File util/cbfstool/eventlog.c:

https://review.coreboot.org/c/coreboot/+/56406/comment/5a4673e7_3254d539 PS9, Line 80: strftime(tm_string, sizeof(tm_string), "%Y-%m-%d %H:%M:%S", localtime(&time)); nit: I know it didn't use to do this, but should we maybe consider adding the time zone (%z) here? We have some logs in UTC and some in local, it's always super confusing to figure out which is which when it doesn't say so explicitly.

https://review.coreboot.org/c/coreboot/+/56406/comment/61e79a7f_21630a00 PS9, Line 355: {VB2_RECOVERY_LEGACY, "Legacy Utility"}, Now that this is linking vboot it should just call vb2_get_recovery_reason_string() rather than maintaining a separate list.

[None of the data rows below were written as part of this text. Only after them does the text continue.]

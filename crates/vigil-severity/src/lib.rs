//! Vigil Severity: the reasoning step and its fail-safe parsing
//!
//! Builds a natural-language prompt from a combined verdict plus recent
//! historical events, invokes the opaque multimodal reasoning model, and
//! parses the structured JSON judgment out of its reply. Every failure mode
//! (unreachable model, unparsable output) degrades to an
//! `alert_level = 0` fallback report; this stage never crashes the
//! pipeline and never hangs it.

pub mod classify;
pub mod parse;
pub mod prompt;
pub mod traits;

pub use classify::SeverityClassifier;
pub use parse::{extract_content, strip_code_fences, ReportWire};
pub use prompt::{build_analysis_prompt, format_history, SYSTEM_PROMPT};
pub use traits::{ImageAttachment, InferenceRequest, ModelError, ReasoningModel};
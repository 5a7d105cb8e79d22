//! Vigil Store: keyed object storage for pipeline artifacts
//!
//! Every artifact the pipeline persists is a JSON object under a
//! deterministic key:
//!
//! ```text
//! events/audio/{event_id}.json      sub-analysis, audio modality
//! events/video/{event_id}.json      sub-analysis, video modality
//! events/combined/{event_id}.json   combined verdict
//! {source_key}_analysis.json        severity report, next to its source
//! knowledge-base/{ts}_{name}.json   report copy for historical retrieval
//! ```
//!
//! The backend is abstracted behind [`ObjectStore`] so components can be
//! constructed against an in-memory fake in tests.

pub mod keys;
pub mod repo;
pub mod store;

pub use repo::{EventRepo, KnowledgeBaseEntry};
pub use store::{FsStore, MemoryStore, ObjectStore, StoreError};
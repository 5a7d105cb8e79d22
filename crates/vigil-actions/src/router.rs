//! Keyword-scan action routing.

use tracing::{error, info};
use vigil_core::{Action, ActionType};

const FALL_KEYWORDS: &[&str] = &[
    "fall",
    "fallen",
    "fell",
    "collapsed",
    "unconscious",
    "motionless",
    "lying down",
    "on floor",
    "emergency",
];

const EMERGENCY_KEYWORDS: &[&str] = &[
    "emergency",
    "urgent",
    "critical",
    "immediate",
    "help needed",
    "medical emergency",
    "ambulance",
    "911",
];

const UNUSUAL_KEYWORDS: &[&str] = &[
    "unusual",
    "abnormal",
    "concerning",
    "worrisome",
    "strange",
    "out of ordinary",
    "not normal",
];

const NORMAL_KEYWORDS: &[&str] = &[
    "normal", "regular", "routine", "fine", "okay", "good", "healthy", "active", "moving",
    "walking",
];

/// Derive actions from report text.
///
/// The four scans are independent; a report can trigger several actions.
/// The list comes back sorted ascending by priority, ties kept in scan
/// order (fall, emergency, unusual, normal). If routing itself fails, the
/// result is a single manual-check emergency action: a decision-pipeline
/// failure must never silently produce zero actions.
pub fn route(report_text: &str) -> Vec<Action> {
    match scan(report_text) {
        Ok(actions) => {
            info!(count = actions.len(), "routed actions from report text");
            actions
        }
        Err(e) => {
            error!(error = %e, "action routing failed, emitting manual-check alert");
            vec![Action::manual_check(e)]
        }
    }
}

fn scan(report_text: &str) -> Result<Vec<Action>, serde_json::Error> {
    let lowered = report_text.to_lowercase();
    let mut actions = Vec::new();

    let fall_hits = matched_keywords(&lowered, FALL_KEYWORDS);
    if !fall_hits.is_empty() {
        actions.push(Action {
            action_type: ActionType::FallDetected,
            priority: 1,
            message: format!("Fall detected: {}...", excerpt(report_text)),
            metadata: serde_json::to_value(Hits {
                indicators: fall_hits,
                full_content: report_text,
            })?,
            requires_immediate_response: true,
        });
    }

    let emergency_hits = matched_keywords(&lowered, EMERGENCY_KEYWORDS);
    if !emergency_hits.is_empty() {
        actions.push(Action {
            action_type: ActionType::EmergencyAlert,
            priority: 1,
            message: format!("Emergency situation detected: {}...", excerpt(report_text)),
            metadata: serde_json::to_value(Hits {
                indicators: emergency_hits,
                full_content: report_text,
            })?,
            requires_immediate_response: true,
        });
    }

    let unusual_hits = matched_keywords(&lowered, UNUSUAL_KEYWORDS);
    if !unusual_hits.is_empty() {
        actions.push(Action {
            action_type: ActionType::UnusualActivity,
            priority: 3,
            message: format!("Unusual activity detected: {}...", excerpt(report_text)),
            metadata: serde_json::to_value(Hits {
                indicators: unusual_hits,
                full_content: report_text,
            })?,
            requires_immediate_response: false,
        });
    }

    if NORMAL_KEYWORDS.iter().any(|k| lowered.contains(k)) {
        actions.push(Action {
            action_type: ActionType::NormalActivity,
            priority: 5,
            message: format!("Normal activity confirmed: {}...", excerpt(report_text)),
            metadata: serde_json::json!({ "full_content": report_text }),
            requires_immediate_response: false,
        });
    }

    // Stable sort: equal priorities keep scan order.
    actions.sort_by_key(|a| a.priority);
    Ok(actions)
}

#[derive(serde::Serialize)]
struct Hits<'a> {
    indicators: Vec<&'static str>,
    full_content: &'a str,
}

fn matched_keywords(lowered: &str, keywords: &[&'static str]) -> Vec<&'static str> {
    keywords
        .iter()
        .filter(|k| lowered.contains(*k))
        .copied()
        .collect()
}

/// First 200 characters, respecting char boundaries.
fn excerpt(text: &str) -> &str {
    match text.char_indices().nth(200) {
        Some((idx, _)) => &text[..idx],
        None => text,
    }
}
//! Binary entrypoint for the Vigil API server.
use std::sync::Arc;

use vigil_api::offline::{
    LogNotifier, NullSynthesizer, OfflineModel, OfflineTranscriber, OfflineVision,
};
use vigil_api::{run, ExternalServices, Pipeline};
use vigil_core::PipelineConfig;
use vigil_store::FsStore;

#[tokio::main]
async fn main() {
    tracing_subscriber::fmt::init();

    // Default listen address can be overridden with VIGIL_ADDR
    let addr = std::env::var("VIGIL_ADDR").unwrap_or_else(|_| "0.0.0.0:8787".to_string());
    let data_dir = std::env::var("VIGIL_DATA_DIR").unwrap_or_else(|_| "./data".to_string());

    let services = ExternalServices {
        transcriber: Arc::new(OfflineTranscriber),
        vision: Arc::new(OfflineVision),
        model: Arc::new(OfflineModel),
        notifier: Arc::new(LogNotifier),
        synthesizer: Arc::new(NullSynthesizer),
    };
    let pipeline = Arc::new(Pipeline::new(
        Arc::new(FsStore::new(data_dir)),
        services,
        PipelineConfig::default(),
    ));

    run(&addr, pipeline).await;
}
//! Vigil Core: event windowing, data model, errors, and configuration
//!
//! The correlation pipeline works on fixed-size time buckets. Every capture
//! that lands inside the same bucket gets the same [`EventId`], which is how
//! independently-arriving audio and video samples of the same real-world
//! moment are joined back together downstream.

pub mod config;
pub mod error;
pub mod event;
pub mod model;

pub use config::PipelineConfig;
pub use error::VigilError;
pub use event::{EventId, Modality};
pub use model::{
    Action, ActionType, AlertLevel, CombinedVerdict, PriorityLevel, SeverityReport, SubAnalysis,
};

/// Crate version, surfaced by the API health endpoint.
pub const VIGIL_VERSION: &str = env!("CARGO_PKG_VERSION");
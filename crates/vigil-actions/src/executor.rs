//! Action execution with partial-failure semantics.

use crate::channels::{ChannelError, MessageAttributes, Notifier, SpeechSynthesizer};
use crate::messages::{notification_body, notification_subject, speech_text};
use chrono::{DateTime, Utc};
use serde::{Deserialize, Serialize};
use std::sync::Arc;
use tracing::{error, info};
use vigil_core::{Action, ActionType, PipelineConfig};

/// Log entry for one executed action.
#[derive(Debug, Clone, Serialize, Deserialize)]
pub struct ExecutionEntry {
    pub action_type: ActionType,
    pub priority: u8,
    pub message: String,
    pub timestamp: DateTime<Utc>,
    pub requires_immediate_response: bool,
    pub action_taken: String,
}

/// Record of one dispatched notification.
#[derive(Debug, Clone, Serialize, Deserialize)]
pub struct NotificationRecord {
    pub action_type: ActionType,
    pub message_id: String,
    pub subject: String,
    pub timestamp: DateTime<Utc>,
}

/// Record of one completed speech synthesis.
#[derive(Debug, Clone, Serialize, Deserialize)]
pub struct SpeechRecord {
    pub action_type: ActionType,
    pub speech_text: String,
    pub audio_size_bytes: usize,
    pub voice_id: String,
    pub timestamp: DateTime<Utc>,
}

/// Per-action error, recorded without aborting the batch.
#[derive(Debug, Clone, Serialize, Deserialize)]
pub struct ExecutionError {
    pub action_type: ActionType,
    pub error: String,
    pub timestamp: DateTime<Utc>,
}

/// Outcome of one `execute` call. Always a success at the batch level; the
/// `errors` list carries whatever went wrong per action.
#[derive(Debug, Clone, Default, Serialize, Deserialize)]
pub struct ExecutionResult {
    pub executed: Vec<ExecutionEntry>,
    pub notifications: Vec<NotificationRecord>,
    pub speech: Vec<SpeechRecord>,
    pub errors: Vec<ExecutionError>,
}

impl ExecutionResult {
    /// Human-readable summary of the execution.
    pub fn summary(&self) -> String {
        let mut summary = format!(
            "Execution Summary:\n\
             - Total actions executed: {}\n\
             - Notifications sent: {}\n\
             - Speech synthesis completed: {}\n\
             - Errors encountered: {}",
            self.executed.len(),
            self.notifications.len(),
            self.speech.len(),
            self.errors.len(),
        );
        if !self.errors.is_empty() {
            summary.push_str("\n\nErrors:\n");
            for e in &self.errors {
                summary.push_str(&format!("- {}: {}\n", e.action_type, e.error));
            }
        }
        summary
    }
}

fn action_taken(action_type: ActionType) -> &'static str {
    match action_type {
        ActionType::EmergencyAlert => "Emergency alert processed",
        ActionType::FallDetected => "Fall detection alert processed",
        ActionType::UnusualActivity => "Unusual activity alert processed",
        ActionType::NormalActivity => "Normal activity logged",
    }
}

/// Executes routed actions against the external channels.
///
/// Actions are processed sequentially in the given (priority) order so log
/// and notification sequencing match escalation order.
pub struct ActionExecutor {
    notifier: Arc<dyn Notifier>,
    synthesizer: Arc<dyn SpeechSynthesizer>,
    config: PipelineConfig,
}

impl ActionExecutor {
    pub fn new(
        notifier: Arc<dyn Notifier>,
        synthesizer: Arc<dyn SpeechSynthesizer>,
        config: PipelineConfig,
    ) -> Self {
        Self {
            notifier,
            synthesizer,
            config,
        }
    }

    /// Execute a batch of actions. Never fails as a whole: each action's
    /// errors are caught, recorded, and processing continues.
    pub fn execute(&self, actions: &[Action]) -> ExecutionResult {
        let mut result = ExecutionResult::default();

        for action in actions {
            let now = Utc::now();
            result.executed.push(ExecutionEntry {
                action_type: action.action_type,
                priority: action.priority,
                message: action.message.clone(),
                timestamp: now,
                requires_immediate_response: action.requires_immediate_response,
                action_taken: action_taken(action.action_type).to_string(),
            });

            if action.should_notify() {
                match self.notify(action, now) {
                    Ok(record) => result.notifications.push(record),
                    Err(e) => {
                        error!(action_type = %action.action_type, error = %e, "notification dispatch failed");
                        result.errors.push(ExecutionError {
                            action_type: action.action_type,
                            error: e.to_string(),
                            timestamp: Utc::now(),
                        });
                        // Matches the production path: a failed notification
                        // skips speech for this action, not for the batch.
                        continue;
                    }
                }
            }

            if action.should_speak() {
                match self.speak(action) {
                    Ok(record) => result.speech.push(record),
                    Err(e) => {
                        error!(action_type = %action.action_type, error = %e, "speech synthesis failed");
                        result.errors.push(ExecutionError {
                            action_type: action.action_type,
                            error: e.to_string(),
                            timestamp: Utc::now(),
                        });
                    }
                }
            }
        }

        info!(
            executed = result.executed.len(),
            notifications = result.notifications.len(),
            speech = result.speech.len(),
            errors = result.errors.len(),
            "action batch executed"
        );
        result
    }

    fn notify(
        &self,
        action: &Action,
        now: DateTime<Utc>,
    ) -> Result<NotificationRecord, ChannelError> {
        let subject = notification_subject(action.action_type);
        let body = notification_body(action, now);
        let attributes = MessageAttributes {
            priority: action.priority,
            action_type: action.action_type,
            requires_immediate_response: action.requires_immediate_response,
        };
        let message_id = self.notifier.publish(subject, &body, &attributes)?;
        Ok(NotificationRecord {
            action_type: action.action_type,
            message_id,
            subject: subject.to_string(),
            timestamp: now,
        })
    }

    /// Synthesize the canned phrase for an action. A permission-denied
    /// error is retried once after a fixed delay before giving up.
    fn speak(&self, action: &Action) -> Result<SpeechRecord, ChannelError> {
        let text = speech_text(action.action_type);
        let voice = &self.config.voice_id;

        let audio = match self.synthesizer.synthesize(text, voice) {
            Ok(audio) => audio,
            Err(ChannelError::PermissionDenied(msg)) => {
                info!(
                    delay_ms = self.config.speech_retry_delay_ms,
                    "speech permission denied ({}), retrying once", msg
                );
                std::thread::sleep(self.config.speech_retry_delay());
                self.synthesizer.synthesize(text, voice)?
            }
            Err(e) => return Err(e),
        };

        Ok(SpeechRecord {
            action_type: action.action_type,
            speech_text: text.to_string(),
            audio_size_bytes: audio.len(),
            voice_id: voice.clone(),
            timestamp: Utc::now(),
        })
    }
}

#[cfg(test)]
mod tests {
    use super::*;
    use std::sync::atomic::{AtomicUsize, Ordering};
    use std::sync::Mutex;

    struct FakeNotifier {
        fail_on: Mutex<Vec<ActionType>>,
        published: Mutex<Vec<String>>,
    }

    impl FakeNotifier {
        fn new() -> Self {
            Self {
                fail_on: Mutex::new(Vec::new()),
                published: Mutex::new(Vec::new()),
            }
        }

        fn failing_on(action_type: ActionType) -> Self {
            let notifier = Self::new();
            notifier.fail_on.lock().unwrap().push(action_type);
            notifier
        }
    }

    impl Notifier for FakeNotifier {
        fn publish(
            &self,
            subject: &str,
            _body: &str,
            attributes: &MessageAttributes,
        ) -> Result<String, ChannelError> {
            if self.fail_on.lock().unwrap().contains(&attributes.action_type) {
                return Err(ChannelError::Unavailable("topic missing".to_string()));
            }
            self.published.lock().unwrap().push(subject.to_string());
            Ok(format!("msg-{}", self.published.lock().unwrap().len()))
        }
    }

    struct FakeSynthesizer {
        calls: AtomicUsize,
        deny_first: bool,
    }

    impl FakeSynthesizer {
        fn ok() -> Self {
            Self {
                calls: AtomicUsize::new(0),
                deny_first: false,
            }
        }

        fn denying_first() -> Self {
            Self {
                calls: AtomicUsize::new(0),
                deny_first: true,
            }
        }
    }

    impl SpeechSynthesizer for FakeSynthesizer {
        fn synthesize(&self, text: &str, _voice_id: &str) -> Result<Vec<u8>, ChannelError> {
            let call = self.calls.fetch_add(1, Ordering::SeqCst);
            if self.deny_first && call == 0 {
                return Err(ChannelError::PermissionDenied("cold role".to_string()));
            }
            Ok(text.as_bytes().to_vec())
        }
    }

    fn action(action_type: ActionType, priority: u8, immediate: bool) -> Action {
        Action {
            action_type,
            priority,
            message: format!("{} happened", action_type),
            metadata: serde_json::json!({}),
            requires_immediate_response: immediate,
        }
    }

    fn no_retry_config() -> PipelineConfig {
        PipelineConfig::new().with_speech_retry_delay(std::time::Duration::ZERO)
    }

    #[test]
    fn high_priority_action_notifies_and_speaks() {
        let executor = ActionExecutor::new(
            Arc::new(FakeNotifier::new()),
            Arc::new(FakeSynthesizer::ok()),
            no_retry_config(),
        );
        let result = executor.execute(&[action(ActionType::FallDetected, 1, true)]);
        assert_eq!(result.executed.len(), 1);
        assert_eq!(result.notifications.len(), 1);
        assert_eq!(result.speech.len(), 1);
        assert!(result.errors.is_empty());
        assert_eq!(result.speech[0].voice_id, "Joanna");
        assert!(result.speech[0].audio_size_bytes > 0);
    }

    #[test]
    fn normal_activity_triggers_no_side_effects() {
        let executor = ActionExecutor::new(
            Arc::new(FakeNotifier::new()),
            Arc::new(FakeSynthesizer::ok()),
            no_retry_config(),
        );
        let result = executor.execute(&[action(ActionType::NormalActivity, 5, false)]);
        assert_eq!(result.executed.len(), 1);
        assert!(result.notifications.is_empty());
        assert!(result.speech.is_empty());
    }

    #[test]
    fn one_failing_action_does_not_abort_the_batch() {
        let executor = ActionExecutor::new(
            Arc::new(FakeNotifier::failing_on(ActionType::EmergencyAlert)),
            Arc::new(FakeSynthesizer::ok()),
            no_retry_config(),
        );
        let batch = [
            action(ActionType::FallDetected, 1, true),
            action(ActionType::EmergencyAlert, 1, true),
            action(ActionType::UnusualActivity, 3, false),
        ];
        let result = executor.execute(&batch);

        // All three actions logged; the failing one contributes an error.
        assert_eq!(result.executed.len(), 3);
        assert_eq!(result.errors.len(), 1);
        assert_eq!(result.errors[0].action_type, ActionType::EmergencyAlert);
        // Actions 1 and 3 still dispatched their notifications.
        assert_eq!(result.notifications.len(), 2);
    }

    #[test]
    fn permission_denied_speech_is_retried_once() {
        let synthesizer = Arc::new(FakeSynthesizer::denying_first());
        let executor = ActionExecutor::new(
            Arc::new(FakeNotifier::new()),
            synthesizer.clone(),
            no_retry_config(),
        );
        let result = executor.execute(&[action(ActionType::EmergencyAlert, 1, true)]);
        assert_eq!(result.speech.len(), 1);
        assert!(result.errors.is_empty());
        assert_eq!(synthesizer.calls.load(Ordering::SeqCst), 2);
    }

    #[test]
    fn summary_counts_and_lists_errors() {
        let executor = ActionExecutor::new(
            Arc::new(FakeNotifier::failing_on(ActionType::FallDetected)),
            Arc::new(FakeSynthesizer::ok()),
            no_retry_config(),
        );
        let result = executor.execute(&[action(ActionType::FallDetected, 1, true)]);
        let summary = result.summary();
        assert!(summary.contains("Total actions executed: 1"));
        assert!(summary.contains("Errors encountered: 1"));
        assert!(summary.contains("fall_detected"));
    }
}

https://review.coreboot.org/c/coreboot/+/56406/comment/b3273c94_5ca06bdd PS9, Line 550: eventlog_printf("%s", val2str(*code, coreboot_post_codes)); There needs to be more range checking in various parts of this, you're just printing a potentially unbounded string from an untrusted source here. This should be written to always keep track of how much eventlog data was loaded in total (e.g. by using the cbfstool buffer_xxx() APIs) and then for each parsing operation make sure that it cannot run over the end of that without blindly trusting the data.

https://review.coreboot.org/c/coreboot/+/56406/comment/0bc24f7c_884ff5e1 PS9, Line 626: eventlog_printf_ignore_separator_once = 1; nit: Maybe it's just me but this printf API that passes state through a global seems pretty horrible. Can't we just insert the printf(" | ") manually where it's needed?